Scientific classification
- Kingdom: Animalia
- Phylum: Chordata
- Class: Aves
- Order: Passeriformes
- Family: Troglodytidae
- Genus: Henicorhina
- Species: H. negreti
- Binomial name: Henicorhina negreti Salaman, Coopmans, Donegan, Mulligan, Cortés, Hilty & Ortega, 2003

= Munchique wood wren =

- Genus: Henicorhina
- Species: negreti
- Authority: Salaman, Coopmans, Donegan, Mulligan, Cortés, Hilty & Ortega, 2003
- Conservation status: VU

Species of bird

The Munchique wood wren (Henicorhina negreti) is a member of the wren family (Troglodytidae) that was described as new to science in 2003. It is found in the Western Andes of Colombia.

==Taxonomy and systematics==

The Munchique wood wren was first observed by Steven Hilty in the 1980s and not described until detailed studies by Paul Salaman, Paul Coopmans, Thomas Donegan, and others in 2000. Morphological and especially vocal differences set it apart from the widespread grey-breasted wood wren (Henicorhina leucophrys) that occurs at lower elevations on the same mountain slope. It is closely related to the grey-breasted wood wren and is probably derived from it. The species' scientific name honors Álvaro José Negret, a Colombian ornithologist who died in 1998. The Munchique wood wren is monotypic.

==Description==

The Munchique wood wren is 10.8 to 11.7 cm long and weighs 15.2 to 16.7 g. The adult has a dark brown crown with blackish marks, a thin white supercilium, a dull black line from the lores through the eye, and blackish cheeks with whitish mottling. Its upperparts are a slightly brighter brown than the crown and its tail is brown with black bars. The throat is white, streaked with black at its lower edge. The breast is medium gray, the belly a lighter gray, and the flanks and vent area brown. The abdomen and flanks have dark gray to black bars. The juvenile is much darker than the adult and does not have the abdominal barring.

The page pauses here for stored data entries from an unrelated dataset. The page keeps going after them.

// Persistent sandboxed interpreter for client-supplied function
// expressions (spec.md §4.F). Owns a `boa_engine::Context` on a
// dedicated OS thread — `Context` is not `Send`, so every interaction
// crosses a channel rather than moving the engine around.

use std::sync::Arc;
use std::sync::mpsc as std_mpsc;
use std::time::Duration;

use boa_engine::{Context, JsError, JsResult, JsValue, NativeFunction, Source, js_string};
use boa_engine::object::ObjectInitializer;
use boa_engine::property::Attribute;
use serde_json::Value;
use tokio::sync::oneshot;
use tracing::warn;

use crate::error::{McpManError, Result};
use crate::normalize;
use crate::surface::Surface;

const EVAL_TIMEOUT: Duration = Duration::from_secs(30);

/// One executed `eval`: the function's return value plus everything its
/// per-call `console` captured, joined by newlines (spec.md §4.F step 5).
#[derive(Debug, Clone)]
pub struct EvalOutcome {
    pub result: Value,
    pub output: String,
}

enum Job {
    Eval {
        code: String,
        arg: Value,
        respond: oneshot::Sender<Result<EvalOutcome>>,
    },
    AppendResult {
        value: Value,
        respond: oneshot::Sender<usize>,
    },
}

/// Handle to the background sandbox thread. Cheaply cloned; every clone
/// talks to the same persistent `Context` and the same `$results` log.
#[derive(Clone)]
pub struct Sandbox {
    tx: std_mpsc::Sender<Job>,
}

impl Sandbox {
    /// Spawn the sandbox thread. Construction is cheap; the `Context`
    /// itself is built lazily on the thread's first job, matching
    /// "lazily constructed on first use" in spec.md §4.F.
    pub fn spawn(surface: Arc<Surface>, handle: tokio::runtime::Handle) -> Self {
        let (tx, rx) = std_mpsc::channel::<Job>();
        std::thread::Builder::new()
            .name("mcpman-sandbox".into())
            .spawn(move || run_sandbox_thread(surface, handle, rx))
            .expect("failed to spawn sandbox thread");
        Self { tx }
    }

    /// `eval(code, arg)` per the execution contract in spec.md §4.F.
    /// Enforces the 30s wall-clock timeout at this boundary; the engine
    /// itself has no preemption hook, so a timed-out script keeps running
    /// on the sandbox thread to completion in the background.
    pub async fn eval(&self, code: String, arg: Value) -> Result<EvalOutcome> {
        let (respond, rx) = oneshot::channel();
        self.tx
            .send(Job::Eval { code, arg, respond })
            .map_err(|_| McpManError::ExecutionError("sandbox thread is gone".into()))?;
        match tokio::time::timeout(EVAL_TIMEOUT, rx).await {
            Ok(Ok(result)) => result,
            Ok(Err(_)) => Err(McpManError::ExecutionError("sandbox thread dropped the response".into())),
            Err(_) => Err(McpManError::TimedOut),
        }
    }

    /// `appendResult(value)`: push to `$results` and return the new index.
    pub async fn append_result(&self, value: Value) -> Result<usize> {
        let (respond, rx) = oneshot::channel();
        self.tx
            .send(Job::AppendResult { value, respond })
            .map_err(|_| McpManError::ExecutionError("sandbox thread is gone".into()))?;
        rx.await
            .map_err(|_| McpManError::ExecutionError("sandbox thread dropped the response".into()))
    }
}

fn run_sandbox_thread(surface: Arc<Surface>, handle: tokio::runtime::Handle, rx: std_mpsc::Receiver<Job>) {
    let mut context = Context::default();
    let mut results: Vec<Value> = Vec::new();
    install_ambient_globals(&mut context, &surface, &handle);

    while let Ok(job) = rx.recv() {
        match job {
            Job::Eval { code, arg, respond } => {
                refresh_server_bindings(&mut context, &surface, &handle);
                let outcome = eval_once(&mut context, &code, arg);
                let _ = respond.send(outcome);
            }
            Job::AppendResult { value, respond } => {
                results.push(value.clone());
                let index = results.len() - 1;
                set_results_entry(&mut context, index, &value);
                let _ = respond.send(index);
            }
        }
    }
}

/// Bindings that never change across calls: `$results` (starts empty),
/// `listServers`/`listTools`/`help` stay bound to the same native
/// functions across the sandbox's lifetime; only the per-server proxies
/// are refreshed per call (see [`refresh_server_bindings`]).
fn install_ambient_globals(context: &mut Context, surface: &Arc<Surface>, handle: &tokio::runtime::Handle) {
    let results_array = boa_engine::object::builtins::JsArray::new(context);
    context
        .register_global_property(js_string!("$results"), results_array, Attribute::all())
        .expect("failed to register $results");

    {
        let surface = surface.clone();
        let handle = handle.clone();
        let func = unsafe { NativeFunction::from_closure_with_captures(
            move |_this, _args, (surface, handle), ctx| {
                let servers = handle.block_on(surface.list_servers());
                Ok(json_to_js(&Value::from(servers), ctx))
            },
            (surface, handle),
        ) };
        let _ = context.register_global_property(
            js_string!("listServers"),
            func.to_js_function(context.realm()),
            Attribute::all(),
        );
    }

    {
        let surface = surface.clone();
        let handle = handle.clone();
        let func = unsafe { NativeFunction::from_closure_with_captures(
            move |_this, args, (surface, handle), ctx| {
                let server = args.first().and_then(|v| v.as_string()).map(|s| s.to_std_string_escaped());
                let result = handle.block_on(surface.list_tools(server.as_deref()));
                let value = match result {
                    crate::surface::ListToolsResult::Single(names) => Value::from(names),
                    crate::surface::ListToolsResult::ByServer(map) => {
                        serde_json::to_value(map).unwrap_or(Value::Null)
                    }
                };
                Ok(json_to_js(&value, ctx))
            },
            (surface, handle),
        ) };
        let _ = context.register_global_property(
            js_string!("listTools"),
            func.to_js_function(context.realm()),
            Attribute::all(),
        );
    }

    {
        let surface = surface.clone();
        let handle = handle.clone();
        let func = unsafe { NativeFunction::from_closure_with_captures(
            move |_this, args, (surface, handle), ctx| {
                let server = args
                    .first()
                    .and_then(|v| v.as_string())
                    .map(|s| s.to_std_string_escaped())
                    .unwrap_or_default();
                let tool = args
                    .get(1)
                    .and_then(|v| v.as_string())
                    .map(|s| s.to_std_string_escaped());
                let result = handle.block_on(surface.help(&server, tool.as_deref()));
                let value = match result {
                    Ok(markdown) => Value::String(markdown),
                    Err(e) => Value::String(e.to_string()),
                };
                Ok(json_to_js(&value, ctx))
            },
            (surface, handle),
        ) };
        let _ = context.register_global_property(
            js_string!("help"),
            func.to_js_function(context.realm()),
            Attribute::all(),
        );
    }
}

fn set_results_entry(context: &mut Context, index: usize, value: &Value) {
    let Ok(array_value) = context.global_object().get(js_string!("$results"), context) else {
        return;
    };
    if let Some(obj) = array_value.as_object() {
        let js_value = json_to_js(value, context);
        let _ = obj.set(index as u32, js_value, true, context);
    }
}

/// Rebuild the per-server proxy bindings from the fleet's current tool
/// set. Cheap and idempotent; called at the top of every `eval` so a
/// server added mid-process via `install` becomes visible immediately.
fn refresh_server_bindings(context: &mut Context, surface: &Arc<Surface>, handle: &tokio::runtime::Handle) {
    let proxies = handle.block_on(surface.proxies());
    for (server, proxy) in &proxies {
        let mut builder = ObjectInitializer::new(context);
        for tool_name in proxy.tool_names() {
            let camel = normalize::camel(tool_name);
            let surface = surface.clone();
            let server_name = server.clone();
            let tool_name = tool_name.clone();
            let handle = handle.clone();
            let func = unsafe { NativeFunction::from_closure_with_captures(
                move |_this, args, captures, ctx| call_upstream_tool(args, captures, ctx),
                (surface, server_name, tool_name, handle),
            ) };
            builder.function(func, js_string!(camel), 1);
        }
        let proxy_obj = builder.build();
        let _ = context.register_global_property(
            js_string!(server.clone()),
            proxy_obj.clone(),
            Attribute::all(),
        );
        let camel_name = normalize::camel(server);
        if camel_name != *server {
            let _ = context.register_global_property(js_string!(camel_name), proxy_obj, Attribute::all());
        }
    }
}

type ToolCallCaptures = (Arc<Surface>, String, String, tokio::runtime::Handle);

fn call_upstream_tool(
    args: &[JsValue],
    captures: &ToolCallCaptures,
    ctx: &mut Context,
) -> JsResult<JsValue> {
    let (surface, server, tool, handle) = captures;
    let input = match args.first() {
        Some(v) => js_to_json(v, ctx)?,
        None => Value::Object(Default::default()),
    };

    let content = handle
        .block_on(surface.call_tool(server, tool, input))
        .map_err(|e| JsError::from_opaque(js_string!(e.to_string()).into()))?;

    let text = content.iter().find_map(|c| c.as_text().map(|t| t.text.clone()));
    let resolved_value: Value = match &text {
        Some(t) => serde_json::from_str(t).unwrap_or_else(|_| Value::String(t.clone())),
        None => Value::Null,
    };

    let js_value = json_to_js(&resolved_value, ctx);
    if let Some(obj) = js_value.as_object() {
        let text_for_closure = (text.clone(), tool.clone());
        let text_fn = unsafe { NativeFunction::from_closure_with_captures(
            move |_this, _args, (captured_text, tool_name), ctx| match captured_text {
                Some(t) => Ok(js_string!(t.as_str()).into()),
                None => Err(JsError::from_opaque(
                    js_string!(McpManError::NoTextContent(tool_name.clone()).to_string().as_str()).into(),
                )),
            },
            text_for_closure,
        ) };
        let _ = obj.set(
            js_string!("text"),
            text_fn.to_js_function(ctx.realm()),
            false,
            ctx,
        );
        let json_for_closure = resolved_value.clone();
        let json_fn = unsafe { NativeFunction::from_closure_with_captures(
            move |_this, _args, captured, ctx| Ok(json_to_js(captured, ctx)),
            json_for_closure,
        ) };
        let _ = obj.set(
            js_string!("json"),
            json_fn.to_js_function(ctx.realm()),
            false,
            ctx,
        );
    }
    Ok(js_value)
}

/// Evaluate one `eval(code, arg)` call per the execution contract in
/// spec.md §4.F: install a fresh per-call console, run the wrapped
/// function expression, auto-unwrap one level of thenable.
fn eval_once(context: &mut Context, code: &str, arg: Value) -> Result<EvalOutcome> {
    let output = install_call_console(context);

    let arg_js = json_to_js(&arg, context);
    context
        .register_global_property(js_string!("__arg"), arg_js, Attribute::all())
        .map_err(|e| McpManError::ExecutionError(e.to_string()))?;

    let wrapped = format!("(async () => {{ const fn = {code}; return await fn(__arg); }})()");
    let source = Source::from_bytes(wrapped.as_bytes());

    let promise_value = context
        .eval(source)
        .map_err(|e| McpManError::ExecutionError(e.to_string()))?;
    context.run_jobs();

    let resolved = resolve_promise(&promise_value, context)?;
    let result = js_to_json(&resolved, context)
        .map_err(|e| McpManError::ExecutionError(e.to_string()))?;

    let lines = output.lock().unwrap().clone();
    Ok(EvalOutcome {
        result,
        output: lines.join("\n"),
    })
}

/// Unwrap a (possibly-pending, one level of) promise value to its
/// settled value, or surface a rejection as an `ExecutionError`.
fn resolve_promise(value: &JsValue, context: &mut Context) -> Result<JsValue> {
    let Some(promise) = value
        .as_object()
        .and_then(|o| boa_engine::object::builtins::JsPromise::from_object(o.clone()).ok())
    else {
        return Ok(value.clone());
    };

    context.run_jobs();
    match promise.state() {
        boa_engine::builtins::promise::PromiseState::Fulfilled(v) => {
            if v.as_object()
                .and_then(|o| boa_engine::object::builtins::JsPromise::from_object(o.clone()).ok())
                .is_some()
            {
                resolve_promise(&v, context)
            } else {
                Ok(v)
            }
        }
        boa_engine::builtins::promise::PromiseState::Rejected(e) => Err(McpManError::ExecutionError(
            e.display().to_string(),
        )),
        boa_engine::builtins::promise::PromiseState::Pending => {
            Err(McpManError::ExecutionError("promise never settled".into()))
        }
    }
}

/// Swap in a fresh `console` whose `log`/`error`/`warn`/`info` append
/// `[LEVEL] <joined args>` to a shared buffer, returned so the caller
/// can read it back once the call completes.
fn install_call_console(context: &mut Context) -> Arc<std::sync::Mutex<Vec<String>>> {
    let output = Arc::new(std::sync::Mutex::new(Vec::new()));
    let mut builder = ObjectInitializer::new(context);
    for level in ["log", "error", "warn", "info"] {
        let buffer = output.clone();
        let level_name = level.to_uppercase();
        let func = unsafe { NativeFunction::from_closure_with_captures(
            move |_this, args, (buffer, level_name), ctx| {
                let joined = args
                    .iter()
                    .map(|a| a.display().to_string())
                    .collect::<Vec<_>>()
                    .join(" ");
                buffer
                    .lock()
                    .unwrap()
                    .push(format!("[{level_name}] {joined}"));
                let _ = ctx;
                Ok(JsValue::undefined())
            },
            (buffer, level_name),
        ) };
        builder.function(func, js_string!(level), 0);
    }
    let console_obj = builder.build();
    let _ = context.register_global_property(js_string!("console"), console_obj, Attribute::all());
    output
}

fn json_to_js(value: &Value, context: &mut Context) -> JsValue {
    JsValue::from_json(value, context).unwrap_or(JsValue::null())
}

fn js_to_json(value: &JsValue, context: &mut Context) -> JsResult<Value> {
    value.to_json(context)
}

#[cfg(test)]
mod tests {
    use super::*;

    #[test]
    fn console_buffer_collects_joined_levels() {
        let mut context = Context::default();
        let output = install_call_console(&mut context);
        context
            .eval(Source::from_bytes(b"console.log('a', 1); console.warn('b');"))
            .unwrap();
        let lines = output.lock().unwrap().clone();
        assert_eq!(lines, vec!["[LOG] a 1", "[WARN] b"]);
    }

    #[test]
    fn json_round_trips_through_js_values() {
        let mut context = Context::default();
        let value = serde_json::json!({"a": 1, "b": [true, null]});
        let js = json_to_js(&value, &mut context);
        let back = js_to_json(&js, &mut context).unwrap();
        assert_eq!(value, back);
    }
}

==Distribution and habitat==

The Munchique wood wren is found on the Pacific slope of Colombia's Western Andes. It is known from only a few areas, the Munchique Massif in Cauca Department; in the region where the departments of Chocó, Antioquia, and Risaralda meet; in the area where extreme eastern Chocó and southwestern Antioquia meet; and a very small area in extreme southeastern Chocó.

The Munchiqe wood wren appears to have very specific habitat requirements. It inhabits very wet and stunted cloud forest, typically with many epiphytes, that is almost continuously in fog. In elevation it ranges from 2250 to 2640 m.

==Behavior==
===Feeding===

The Munchique wood wren forages low in vegetation, typically below 2 m above the ground but occasionally up to 4 m. It may briefly associate with mixed-species foraging flocks that enter its territory but does not follow them. The stomach contents of specimens contained beetles, flies, and other arthropods.

===Breeding===

Based on the age of a collected juvenile, the Munchique wood wren lays its eggs in early June, but no other information about its breeding phenology has been published.

===Vocalization===

The Munchique wood wren's song is "phrases of 6–12 pure notes...[with a] typical song containing more than ten repeated phrases". Its calls are "mostly churrs, similar to those of congeners."

==Status==

The IUCN has assessed the Munchique wood wren as Vulnerable; prior to 2018 it was considered Critically Endangered. Though its overall range spans 18700 sqkm, the actual area of suitable habitat might be as small as 8 sqkm. It is found in national parks, but enforcement is lax and forest clearing and settlement occur in them. The estimated population number of up to 15,000 individuals might be too high by a factor of 10.